Letter: War on people

To the editor:

We as taxpayers have wasted hundreds of billions of dollars on the miserable failure we call the War On Drugs, but instead of learning from our mistakes, we continue to celebrate our follies with articles like the one that recently appeared in your paper.”Gathered all in one place, it really looked like something”  commented Sgt. Trent McKinley, a Lawrence Police Department spokesman, regarding the confiscated drugs and weapons from a recent drug bust. “This isn’t going to eradicate drugs in Lawrence — we all know that,” he went on to say. “It did come back,” McKinley said.  “Whether we’re back at 100 percent … that’s hard to say.”
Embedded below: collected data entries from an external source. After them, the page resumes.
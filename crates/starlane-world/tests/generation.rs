//! Integration tests for universe generation: determinism, locality,
//! spacing and failure isolation.

#![allow(clippy::unwrap_used)]

use proptest::prelude::*;
use starlane_types::{OrdPoint, SectorId, SystemId};
use starlane_world::{
    EmbeddedResources, GalaxyConfig, GenerationFailure, ResourceProvider, UniverseGenerator,
    WorldError, generate_galaxy,
};

fn resources() -> EmbeddedResources {
    EmbeddedResources::load().unwrap()
}

fn small_config() -> GalaxyConfig {
    GalaxyConfig {
        columns: 2,
        rows: 2,
        density: 8,
        min_density: 3,
        ..GalaxyConfig::default()
    }
}

#[test]
fn same_seed_yields_identical_galaxy() {
    let resources = resources();
    let config = small_config();
    let a = generate_galaxy(&config, 42, &resources).unwrap();
    let b = generate_galaxy(&config, 42, &resources).unwrap();
    assert_eq!(a, b);
}

#[test]
fn parallel_and_sequential_generation_agree() {
    let resources = resources();
    let parallel = small_config();
    let sequential = GalaxyConfig {
        force_sequential: true,
        ..small_config()
    };
    assert_eq!(
        generate_galaxy(&parallel, 9, &resources).unwrap(),
        generate_galaxy(&sequential, 9, &resources).unwrap()
    );
}

#[test]
fn different_seeds_diverge() {
    let resources = resources();
    let config = small_config();
    let a = generate_galaxy(&config, 1, &resources).unwrap();
    let b = generate_galaxy(&config, 2, &resources).unwrap();
    assert_ne!(a, b);
}

#[test]
fn regenerated_system_matches_embedded_system() {
    let resources = resources();
    let config = small_config();
    let generator = UniverseGenerator::new(&config, 77, &resources).unwrap();
    let galaxy = generator.generate_galaxy().unwrap();
    for system in galaxy.systems() {
        let alone = generator.generate_system(system.id).unwrap();
        assert_eq!(&alone, system);
    }
}

#[test]
fn regenerated_sector_matches_embedded_sector() {
    let resources = resources();
    let config = small_config();
    let generator = UniverseGenerator::new(&config, 5, &resources).unwrap();
    let galaxy = generator.generate_galaxy().unwrap();
    let sector = generator.generate_sector(SectorId(3)).unwrap();
    assert_eq!(galaxy.sector(SectorId(3)), Some(&sector));
}

#[test]
fn sectors_are_unaffected_by_grid_growth() {
    // Adding rows appends sectors; existing sectors keep their contents.
    let resources = resources();
    let narrow = GalaxyConfig {
        rows: 1,
        height: 500.0,
        ..small_config()
    };
    let tall = GalaxyConfig {
        rows: 2,
        height: 1_000.0,
        ..small_config()
    };
    let a = generate_galaxy(&narrow, 13, &resources).unwrap();
    let b = generate_galaxy(&tall, 13, &resources).unwrap();
    for sector in &a.sectors {
        assert_eq!(b.sector(sector.id), Some(sector));
    }
}

#[test]
fn sector_coordinates_unique_and_inside_galaxy() {
    let resources = resources();
    let galaxy = generate_galaxy(&small_config(), 3, &resources).unwrap();
    let mut coords: Vec<_> = galaxy.sectors.iter().map(|s| s.coord).collect();
    coords.sort();
    coords.dedup();
    assert_eq!(coords.len(), galaxy.sectors.len());
    for sector in &galaxy.sectors {
        assert!(galaxy.bounds.contains_rect(&sector.bounds));
        for system in &sector.systems {
            assert!(sector.bounds.contains(system.position));
        }
    }
}

#[test]
fn system_names_unique_within_sector() {
    let resources = resources();
    let galaxy = generate_galaxy(&small_config(), 21, &resources).unwrap();
    for sector in &galaxy.sectors {
        let mut names: Vec<&str> = sector.systems.iter().map(|s| s.name.as_str()).collect();
        names.sort_unstable();
        let before = names.len();
        names.dedup();
        assert_eq!(names.len(), before);
    }
}

#[test]
fn infeasible_spacing_reports_failing_path_and_spares_siblings() {
    let resources = resources();
    let config = GalaxyConfig {
        columns: 2,
        rows: 1,
        width: 200.0,
        height: 100.0,
        density: 40,
        min_density: 40,
        min_system_spacing: 60.0,
        placement_retries: 16,
        ..GalaxyConfig::default()
    };
    let generator = UniverseGenerator::new(&config, 8, &resources).unwrap();
    let results = generator.generate_sectors();
    assert_eq!(results.len(), 2);
    for result in results {
        let err = result.unwrap_err();
        let path = err.path().unwrap();
        assert!(matches!(
            err,
            WorldError::Generation {
                reason: GenerationFailure::SpacingInfeasible { attempts: 16 },
                ..
            }
        ));
        assert_eq!(path.components().len(), 2);
    }
    assert!(generator.generate_galaxy().is_err());
}

#[test]
fn name_pool_exhaustion_is_generation_error() {
    let base = resources();
    // One base name plus its eight numbered variants: nine systems at most.
    let tiny = EmbeddedResources::from_parts(
        vec!["Solo".to_owned()],
        base.ships().to_vec(),
        base.agent_templates().to_vec(),
    )
    .unwrap();
    let config = GalaxyConfig {
        columns: 1,
        rows: 1,
        density: 10,
        min_density: 10,
        ..GalaxyConfig::default()
    };
    let err = generate_galaxy(&config, 4, &tiny).unwrap_err();
    assert_eq!(err.path().unwrap().components(), &[0]);
    assert!(matches!(
        err,
        WorldError::Generation {
            reason: GenerationFailure::NamesExhausted { drawn: 9 },
            ..
        }
    ));
    // The failure is isolated to the system that ran out of names.
    let generator = UniverseGenerator::new(&config, 4, &tiny).unwrap();
    let named = generator.generate_system(SystemId::new(0, 8)).unwrap();
    assert!(named.name.starts_with("Solo"));
}

#[test]
fn system_names_unique_across_galaxy() {
    let resources = resources();
    let config = GalaxyConfig {
        columns: 10,
        rows: 4,
        ..GalaxyConfig::default()
    };
    let galaxy = generate_galaxy(&config, 7, &resources).unwrap();
    let mut names: Vec<&str> = galaxy.systems().map(|system| system.name.as_str()).collect();
    let total = names.len();
    names.sort_unstable();
    names.dedup();
    assert_eq!(names.len(), total);
    for system in galaxy.systems() {
        assert_eq!(galaxy.system_by_name(&system.name).unwrap().id, system.id);
    }
}

#[test]
fn end_to_end_seed_42_three_sectors_density_five() {
    let resources = resources();
    let config = GalaxyConfig {
        columns: 3,
        rows: 1,
        density: 5,
        ..GalaxyConfig::default()
    };
    let a = generate_galaxy(&config, 42, &resources).unwrap();
    let b = generate_galaxy(&config, 42, &resources).unwrap();
    assert_eq!(a.sectors.len(), 3);
    assert_eq!(a.system_count(), b.system_count());
    assert!(a.system_count() >= 3 && a.system_count() <= 15);
    for system in a.systems() {
        assert_eq!(a.system_at(OrdPoint::new(system.position)).map(|s| s.id), Some(system.id));
    }
}

proptest! {
    #![proptest_config(ProptestConfig::with_cases(24))]

    #[test]
    fn generation_is_deterministic(seed in any::<u64>()) {
        let resources = resources();
        let config = small_config();
        let a = generate_galaxy(&config, seed, &resources).unwrap();
        let b = generate_galaxy(&config, seed, &resources).unwrap();
        prop_assert_eq!(a, b);
    }

    #[test]
    fn systems_respect_minimum_spacing(seed in any::<u64>(), spacing in 10.0_f64..120.0) {
        let resources = resources();
        let config = GalaxyConfig {
            min_system_spacing: spacing,
            placement_retries: 256,
            ..small_config()
        };
        let galaxy = generate_galaxy(&config, seed, &resources).unwrap();
        for sector in &galaxy.sectors {
            for (i, a) in sector.systems.iter().enumerate() {
                for b in sector.systems.iter().skip(i + 1) {
                    prop_assert!(a.position.distance(b.position) >= spacing);
                }
            }
        }
    }
}
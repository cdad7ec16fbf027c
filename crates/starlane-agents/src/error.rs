//! Error types for the `starlane-agents` crate.
//!
//! Inventory and population failures are typed rather than panicking.
//! Settlement through the market seam reports
//! [`MarketError`](starlane_market::MarketError) instead, because that is
//! the error the clearing engine understands.

use starlane_market::MarketError;
use starlane_types::{AgentId, Commodity, SystemId};
use starlane_world::WorldError;

/// Errors that can occur during agent state operations.
#[derive(Debug, thiserror::Error)]
pub enum AgentError {
    /// Adding goods would exceed the ship's cargo hold.
    #[error("cargo overflow: adding {attempted} of {commodity:?} would exceed capacity (current load: {current_load}, capacity: {capacity})")]
    CargoOverflow {
        /// The good being added.
        commodity: Commodity,
        /// The quantity the caller attempted to add.
        attempted: u32,
        /// Units already aboard.
        current_load: u32,
        /// Cargo capacity of the ship.
        capacity: u32,
    },

    /// Attempted to remove more of a commodity than the agent holds.
    #[error("insufficient {commodity:?}: wanted {requested} but only have {available}")]
    InsufficientCommodity {
        /// The good being removed.
        commodity: Commodity,
        /// The quantity the caller attempted to remove.
        requested: u32,
        /// The quantity the agent actually holds.
        available: u32,
    },

    /// An arithmetic overflow occurred.
    #[error("arithmetic overflow: {context}")]
    ArithmeticOverflow {
        /// Description of what was being computed.
        context: String,
    },

    /// Agent with the given id is not in the roster.
    #[error("agent not found: {0}")]
    AgentNotFound(AgentId),

    /// A template names a ship class the resources do not define.
    #[error("template {template} flies unknown ship {ship}")]
    UnknownShip {
        /// The agent template.
        template: String,
        /// The missing ship class.
        ship: String,
    },

    /// Every template weight is zero, so no agent can be drawn.
    #[error("no agent template can be drawn for system {0}")]
    NoTemplates(SystemId),

    /// Population parameters are invalid.
    #[error("invalid population configuration: {reason}")]
    InvalidConfig {
        /// Explanation of what is wrong with the configuration.
        reason: String,
    },

    /// Deriving a random stream failed.
    #[error(transparent)]
    World(#[from] WorldError),

    /// A market operation failed.
    #[error(transparent)]
    Market(#[from] MarketError),
}

impl AgentError {
    pub(crate) fn overflow(context: &str) -> Self {
        Self::ArithmeticOverflow {
            context: context.to_owned(),
        }
    }
}
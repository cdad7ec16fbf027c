//! Seed- and path-derived random streams.
//!
//! Every generated node draws from its own stream, keyed by the galaxy seed,
//! its hierarchical path and a [`Purpose`]. Two nodes never share a stream, so
//! any node can be regenerated in isolation, on any thread, in any order,
//! and always observe the same draws. Separating purposes keeps draws local:
//! adding a draw to planet generation never shifts a star's spectral class.
//!
//! The path is folded into a 64-bit key with a splitmix64 finalizer, then
//! expanded into a 256-bit `ChaCha8` seed.

use rand::seq::SliceRandom;
use rand::{Rng, RngCore, SeedableRng};
use rand_chacha::ChaCha8Rng;

use crate::error::WorldError;

/// Mixing constant folded in per path depth.
const DEPTH_MIX: u64 = 0x517c_c1b7_2722_0a95;

/// Deepest path the stream hierarchy accepts (sector, system, body, tick).
pub const MAX_PATH_DEPTH: usize = 4;

/// What a stream is used for. Each purpose is an independent leaf.
#[derive(Debug, Clone, Copy, PartialEq, Eq, PartialOrd, Ord, Hash)]
pub enum Purpose {
    /// System counts and positions.
    Layout,
    /// Faction allegiance and initial security.
    Politics,
    /// Spectral class and stellar parameters.
    Star,
    /// Planet count and orbital parameters.
    Planets,
    /// Name pool shuffling.
    Names,
    /// Starting prices and stock.
    Economy,
    /// Agent population.
    Agents,
    /// Per-tick order pricing.
    Orders,
}

impl Purpose {
    const fn tag(self) -> u64 {
        match self {
            Self::Layout => 1,
            Self::Politics => 2,
            Self::Star => 3,
            Self::Planets => 4,
            Self::Names => 5,
            Self::Economy => 6,
            Self::Agents => 7,
            Self::Orders => 8,
        }
    }
}

/// Upper bounds (exclusive) for each structural path component.
#[derive(Debug, Clone, Copy, PartialEq, Eq)]
pub struct PathLimits {
    /// Number of sectors in the galaxy.
    pub sectors: u32,
    /// Maximum systems in one sector.
    pub systems_per_sector: u32,
    /// Maximum bodies (planets) in one system.
    pub bodies_per_system: u32,
}

/// Factory for path-keyed random streams.
#[derive(Debug, Clone, Copy, PartialEq, Eq)]
pub struct SeededRandomStream {
    seed: u64,
    limits: PathLimits,
}

impl SeededRandomStream {
    /// Create a stream factory for a galaxy seed.
    pub const fn new(seed: u64, limits: PathLimits) -> Self {
        Self { seed, limits }
    }

    /// The galaxy seed.
    pub const fn seed(&self) -> u64 {
        self.seed
    }

    /// The configured path limits.
    pub const fn limits(&self) -> PathLimits {
        self.limits
    }

    /// Derive the stream for `path` and `purpose`.
    ///
    /// The first three components are structural (sector, system, body) and
    /// are checked against the configured limits. A fourth component, when
    /// present, is a free-running counter such as a tick number.
    ///
    /// # Errors
    ///
    /// Returns [`WorldError::Configuration`] if the path is too deep or a
    /// structural component is out of range.
    pub fn derive(&self, path: &[u32], purpose: Purpose) -> Result<RandomStream, WorldError> {
        self.check(path)?;
        Ok(RandomStream::from_key(stream_key(self.seed, path, purpose)))
    }

    /// Derive a stream keyed additionally by a 64-bit counter (e.g. a tick).
    ///
    /// # Errors
    ///
    /// Same as [`derive`](Self::derive).
    pub fn derive_at(
        &self,
        path: &[u32],
        purpose: Purpose,
        counter: u64,
    ) -> Result<RandomStream, WorldError> {
        self.check(path)?;
        let key = splitmix64(stream_key(self.seed, path, purpose) ^ splitmix64(counter));
        Ok(RandomStream::from_key(key))
    }

    fn check(&self, path: &[u32]) -> Result<(), WorldError> {
        if path.len() > MAX_PATH_DEPTH.saturating_sub(1) {
            return Err(WorldError::config(format!(
                "path depth {} exceeds structural maximum {}",
                path.len(),
                MAX_PATH_DEPTH.saturating_sub(1)
            )));
        }
        let bounds = [
            ("sector", self.limits.sectors),
            ("system", self.limits.systems_per_sector),
            ("body", self.limits.bodies_per_system),
        ];
        for (&component, (label, limit)) in path.iter().zip(bounds) {
            if component >= limit {
                return Err(WorldError::config(format!(
                    "{label} index {component} out of range (limit {limit})"
                )));
            }
        }
        Ok(())
    }
}

/// splitmix64 finalizer.
const fn splitmix64(value: u64) -> u64 {
    let mut z = value.wrapping_add(0x9e37_79b9_7f4a_7c15);
    z = (z ^ (z >> 30)).wrapping_mul(0xbf58_476d_1ce4_e5b9);
    z = (z ^ (z >> 27)).wrapping_mul(0x94d0_49bb_1331_11eb);
    z ^ (z >> 31)
}

fn stream_key(seed: u64, path: &[u32], purpose: Purpose) -> u64 {
    let mut state = splitmix64(seed);
    let mut depth: u64 = 0;
    for &component in path {
        depth = depth.wrapping_add(1);
        state = splitmix64(state ^ DEPTH_MIX.wrapping_mul(depth) ^ u64::from(component));
    }
    // Length and purpose close the key so `[1]` and `[1, 0]` never collide.
    state = splitmix64(state ^ depth.rotate_left(32));
    splitmix64(state ^ purpose.tag().wrapping_mul(DEPTH_MIX))
}

/// A deterministic stream of draws for one node and purpose.
#[derive(Debug, Clone)]
pub struct RandomStream {
    rng: ChaCha8Rng,
}

impl RandomStream {
    fn from_key(key: u64) -> Self {
        let mut seed = [0_u8; 32];
        let mut word = key;
        for chunk in seed.chunks_exact_mut(8) {
            word = splitmix64(word);
            chunk.copy_from_slice(&word.to_le_bytes());
        }
        Self {
            rng: ChaCha8Rng::from_seed(seed),
        }
    }

    /// Next raw 64-bit value.
    pub fn next_u64(&mut self) -> u64 {
        self.rng.next_u64()
    }

    /// Uniform value in `[0, 1)`.
    pub fn unit(&mut self) -> f64 {
        self.rng.random::<f64>()
    }

    /// Bernoulli trial with success probability `p` (clamped to `[0, 1]`).
    pub fn chance(&mut self, p: f64) -> bool {
        self.unit() < p.clamp(0.0, 1.0)
    }

    /// Uniform integer in `[low, high]`. Returns `low` when the range is empty.
    pub fn range_u32(&mut self, low: u32, high: u32) -> u32 {
        if high <= low {
            return low;
        }
        self.rng.random_range(low..=high)
    }

    /// Uniform float in `[low, high)`. Returns `low` when the range is empty.
    pub fn range_f64(&mut self, low: f64, high: f64) -> f64 {
        if high.partial_cmp(&low) != Some(core::cmp::Ordering::Greater) {
            return low;
        }
        self.rng.random_range(low..high)
    }

    /// Uniform angle in radians.
    pub fn angle(&mut self) -> f64 {
        self.range_f64(0.0, core::f64::consts::TAU)
    }

    /// Pick an index by cumulative weight. Returns `None` if all weights are zero.
    pub fn weighted(&mut self, weights: &[u32]) -> Option<usize> {
        let total = weights
            .iter()
            .fold(0_u32, |acc, weight| acc.saturating_add(*weight));
        if total == 0 {
            return None;
        }
        let roll = self.rng.random_range(0..total);
        let mut cumulative: u32 = 0;
        for (index, weight) in weights.iter().enumerate() {
            cumulative = cumulative.saturating_add(*weight);
            if roll < cumulative {
                return Some(index);
            }
        }
        None
    }

    /// Pick an entry from `(value, weight)` pairs.
    pub fn pick_weighted<T: Copy>(&mut self, table: &[(T, u32)]) -> Option<T> {
        let weights: Vec<u32> = table.iter().map(|(_, weight)| *weight).collect();
        let index = self.weighted(&weights)?;
        table.get(index).map(|(value, _)| *value)
    }

    /// Shuffle a slice in place.
    pub fn shuffle<T>(&mut self, items: &mut [T]) {
        items.shuffle(&mut self.rng);
    }
}

#[cfg(test)]
#[allow(clippy::unwrap_used)]
mod tests {
    use super::*;

    const LIMITS: PathLimits = PathLimits {
        sectors: 4,
        systems_per_sector: 16,
        bodies_per_system: 8,
    };

    fn draws(stream: &mut RandomStream) -> Vec<u64> {
        (0..8).map(|_| stream.next_u64()).collect()
    }

    #[test]
    fn same_seed_and_path_reproduce() {
        let factory = SeededRandomStream::new(42, LIMITS);
        let mut a = factory.derive(&[1, 3], Purpose::Star).unwrap();
        let mut b = factory.derive(&[1, 3], Purpose::Star).unwrap();
        assert_eq!(draws(&mut a), draws(&mut b));
    }

    #[test]
    fn paths_purposes_and_seeds_diverge() {
        let factory = SeededRandomStream::new(42, LIMITS);
        let base = draws(&mut factory.derive(&[1, 3], Purpose::Star).unwrap());
        let sibling = draws(&mut factory.derive(&[1, 4], Purpose::Star).unwrap());
        let parent = draws(&mut factory.derive(&[1], Purpose::Star).unwrap());
        let child = draws(&mut factory.derive(&[1, 3, 0], Purpose::Star).unwrap());
        let purpose = draws(&mut factory.derive(&[1, 3], Purpose::Planets).unwrap());
        let other_seed = draws(
            &mut SeededRandomStream::new(43, LIMITS)
                .derive(&[1, 3], Purpose::Star)
                .unwrap(),
        );
        for other in [sibling, parent, child, purpose, other_seed] {
            assert_ne!(base, other);
        }
    }

    #[test]
    fn counter_streams_are_distinct_per_counter() {
        let factory = SeededRandomStream::new(9, LIMITS);
        let a = draws(&mut factory.derive_at(&[0, 0], Purpose::Orders, 1).unwrap());
        let b = draws(&mut factory.derive_at(&[0, 0], Purpose::Orders, 2).unwrap());
        let again = draws(&mut factory.derive_at(&[0, 0], Purpose::Orders, 1).unwrap());
        assert_ne!(a, b);
        assert_eq!(a, again);
    }

    #[test]
    fn out_of_range_components_fail_fast() {
        let factory = SeededRandomStream::new(1, LIMITS);
        assert!(matches!(
            factory.derive(&[4], Purpose::Layout),
            Err(WorldError::Configuration { .. })
        ));
        assert!(factory.derive(&[0, 16], Purpose::Layout).is_err());
        assert!(factory.derive(&[0, 0, 8], Purpose::Layout).is_err());
        assert!(factory.derive(&[0, 0, 0, 0], Purpose::Layout).is_err());
        assert!(factory.derive(&[3, 15, 7], Purpose::Layout).is_ok());
    }

    #[test]
    fn weighted_respects_zero_weights() {
        let factory = SeededRandomStream::new(5, LIMITS);
        let mut stream = factory.derive(&[0], Purpose::Layout).unwrap();
        for _ in 0..200 {
            let index = stream.weighted(&[0, 3, 0, 1]).unwrap();
            assert!(index == 1 || index == 3);
        }
        assert_eq!(stream.weighted(&[0, 0]), None);
        assert_eq!(stream.weighted(&[]), None);
    }

    #[test]
    fn ranges_stay_in_bounds() {
        let factory = SeededRandomStream::new(5, LIMITS);
        let mut stream = factory.derive(&[2], Purpose::Layout).unwrap();
        for _ in 0..500 {
            let n = stream.range_u32(3, 7);
            assert!((3..=7).contains(&n));
            let x = stream.range_f64(-1.0, 1.0);
            assert!((-1.0..1.0).contains(&x));
        }
        assert_eq!(stream.range_u32(5, 5), 5);
        assert!((stream.range_f64(2.0, 2.0) - 2.0).abs() < f64::EPSILON);
    }
}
Calculating the local cost of this latest skirmish in the War on Drugs would be an interesting fifth part to your series. What are the salaries of the Lawrence law enforcement officials who focus on drug eradication?  The cost to prosecute the multiple defendants in this case? The cost to house the defendants who serve ten-year mandatory minimums? The cost to children who lose their mother or father to the ten-year minimums? And please remind me what the “benefits” are if the drugs and guns simply return to our community by new dealers who replace the old ones.

Please keep in mind that a majority of all Americans and two-thirds of young Americans (ages 18-32) favor legalization of marijuana, according to an April 2013 survey by the Pew Research Center. The war on drugs is a war on people. A war the majority of us do not want and one that we — all of us — simply can’t afford.